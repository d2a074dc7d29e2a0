//! # User Hierarchy
//!
//! This crate answers one question about an organization: given a user, who
//! reports to them, directly or through any number of intermediate roles?
//!
//! Roles form a forest: each role names a parent, and top-level roles name
//! the implicit root `0`. Every user holds exactly one role. The subordinates
//! of a user are all users whose role sits anywhere below theirs.
//!
//! ## Features
//!
//! - Two interchangeable strategies with identical results:
//!   - **eager**: every role's descendants are precomputed when roles load
//!   - **lazy**: the role tree is walked downward on each query
//! - Role catalogs are validated on load (duplicate ids, missing parents,
//!   cycles, and an optional depth limit) and a rejected load keeps the previous state
//! - JSON catalog loading (`persistence` feature)
//! - Lock-protected async wrapper for shared use (`async` feature)
//! - Load and query metrics
//!
//! ## Quick Start
//!
//! ```rust
//! use user_hierarchy::{roles, users, RoleHierarchyResolver};
//!
//! // `true` selects the lazy (recursive) strategy
//! let mut resolver = RoleHierarchyResolver::new(false);
//!
//! resolver.set_roles(&roles![1 => 0, 2 => 1, 3 => 2, 4 => 3, 5 => 3])?;
//! resolver.set_users(&users![
//!     1, "Carl CEO" => 1;
//!     2, "Emily Employee" => 4;
//!     3, "Sam Supervisor" => 3;
//!     4, "Mary Manager" => 2;
//!     5, "Steve Trainer" => 5;
//! ]);
//!
//! let mut subordinates = resolver.get_subordinates(3);
//! subordinates.sort_by_key(|user| user.id());
//!
//! let names: Vec<&str> = subordinates.iter().map(|user| user.name()).collect();
//! assert_eq!(names, ["Emily Employee", "Steve Trainer"]);
//!
//! // Unknown users simply have no subordinates.
//! assert!(resolver.get_subordinates(999).is_empty());
//! # Ok::<(), user_hierarchy::Error>(())
//! ```
//!
//! ## Audit Logging
//!
//! When the `audit` feature is enabled, catalog loads and queries are logged
//! through the `log` facade. To enable logging:
//!
//! ```rust,ignore
//! use user_hierarchy::init_audit_logger;
//!
//! // Initialize logging (must be called early in program execution)
//! init_audit_logger();
//!
//! // Configure log level through RUST_LOG environment variable:
//! // RUST_LOG=info,user_hierarchy=debug
//! ```
//!
//! The following events are logged:
//! - Role catalog loads and descendant rebuilds (info)
//! - Rejected role catalogs (warn)
//! - User catalog loads (info)
//! - Subordinate queries (debug)
//!

#[cfg(feature = "audit")]
pub fn init_audit_logger() {
    env_logger::init();
}

pub mod core;
pub mod error;
pub mod hierarchy;
pub mod macros;
pub mod metrics;
pub mod role;
pub mod storage;
pub mod strategy;
pub mod user;

#[cfg(feature = "async")]
pub mod async_support;

// Re-export main types for convenience
pub use crate::{
    core::{ResolverConfig, ResolverConfigBuilder, RoleHierarchyResolver},
    error::{Error, Result},
    hierarchy::{DescendantIndex, RoleCatalog, DEFAULT_MAX_HIERARCHY_DEPTH},
    metrics::{MetricsSummary, ResolverMetrics},
    role::{Role, RoleId, ROOT_ROLE_ID},
    storage::{CatalogSource, MemorySource},
    strategy::{EagerStrategy, LazyStrategy, Strategy, SubordinateStrategy},
    user::{User, UserId},
};

#[cfg(feature = "persistence")]
pub use crate::storage::FileSource;

#[cfg(feature = "async")]
pub use crate::async_support::AsyncRoleHierarchyResolver;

* * * *

▶ **HOW TO COMPLETE THIS TASK**
Reproduce the data in full, precisely as given.

▶ **WRITTEN SOLUTION**
repository d2a074dc7d29e2a0
//! # User Hierarchy
//!
//! This crate answers one question about an organization: given a user, who
//! reports to them, directly or through any number of intermediate roles?
//!
//! Roles form a forest: each role names a parent, and top-level roles name
//! the implicit root `0`. Every user holds exactly one role. The subordinates
//! of a user are all users whose role sits anywhere below theirs.
//!
//! ## Features
//!
//! - Two interchangeable strategies with identical results:
//!   - **eager**: every role's descendants are precomputed when roles load
//!   - **lazy**: the role tree is walked downward on each query
//! - Role catalogs are validated on load (duplicate ids, missing parents,
//!   cycles, and an optional depth limit) and a rejected load keeps the previous state
//! - JSON catalog loading (`persistence` feature)
//! - Lock-protected async wrapper for shared use (`async` feature)
//! - Load and query metrics
//!
//! ## Quick Start
//!
//! ```rust
//! use user_hierarchy::{roles, users, RoleHierarchyResolver};
//!
//! // `true` selects the lazy (recursive) strategy
//! let mut resolver = RoleHierarchyResolver::new(false);
//!
//! resolver.set_roles(&roles![1 => 0, 2 => 1, 3 => 2, 4 => 3, 5 => 3])?;
//! resolver.set_users(&users![
//!     1, "Carl CEO" => 1;
//!     2, "Emily Employee" => 4;
//!     3, "Sam Supervisor" => 3;
//!     4, "Mary Manager" => 2;
//!     5, "Steve Trainer" => 5;
//! ]);
//!
//! let mut subordinates = resolver.get_subordinates(3);
//! subordinates.sort_by_key(|user| user.id());
//!
//! let names: Vec<&str> = subordinates.iter().map(|user| user.name()).collect();
//! assert_eq!(names, ["Emily Employee", "Steve Trainer"]);
//!
//! // Unknown users simply have no subordinates.
//! assert!(resolver.get_subordinates(999).is_empty());
//! # Ok::<(), user_hierarchy::Error>(())
//! ```
//!
//! ## Audit Logging
//!
//! When the `audit` feature is enabled, catalog loads and queries are logged
//! through the `log` facade. To enable logging:
//!
//! ```rust,ignore
//! use user_hierarchy::init_audit_logger;
//!
//! // Initialize logging (must be called early in program execution)
//! init_audit_logger();
//!
//! // Configure log level through RUST_LOG environment variable:
//! // RUST_LOG=info,user_hierarchy=debug
//! ```
//!
//! The following events are logged:
//! - Role catalog loads and descendant rebuilds (info)
//! - Rejected role catalogs (warn)
//! - User catalog loads (info)
//! - Subordinate queries (debug)
//!

#[cfg(feature = "audit")]
pub fn init_audit_logger() {
    env_logger::init();
}

pub mod core;
pub mod error;
pub mod hierarchy;
pub mod macros;
pub mod metrics;
pub mod role;
pub mod storage;
pub mod strategy;
pub mod user;

#[cfg(feature = "async")]
pub mod async_support;

// Re-export main types for convenience
pub use crate::{
    core::{ResolverConfig, ResolverConfigBuilder, RoleHierarchyResolver},
    error::{Error, Result},
    hierarchy::{DescendantIndex, RoleCatalog, DEFAULT_MAX_HIERARCHY_DEPTH},
    metrics::{MetricsSummary, ResolverMetrics},
    role::{Role, RoleId, ROOT_ROLE_ID},
    storage::{CatalogSource, MemorySource},
    strategy::{EagerStrategy, LazyStrategy, Strategy, SubordinateStrategy},
    user::{User, UserId},
};

#[cfg(feature = "persistence")]
pub use crate::storage::FileSource;

#[cfg(feature = "async")]
pub use crate::async_support::AsyncRoleHierarchyResolver;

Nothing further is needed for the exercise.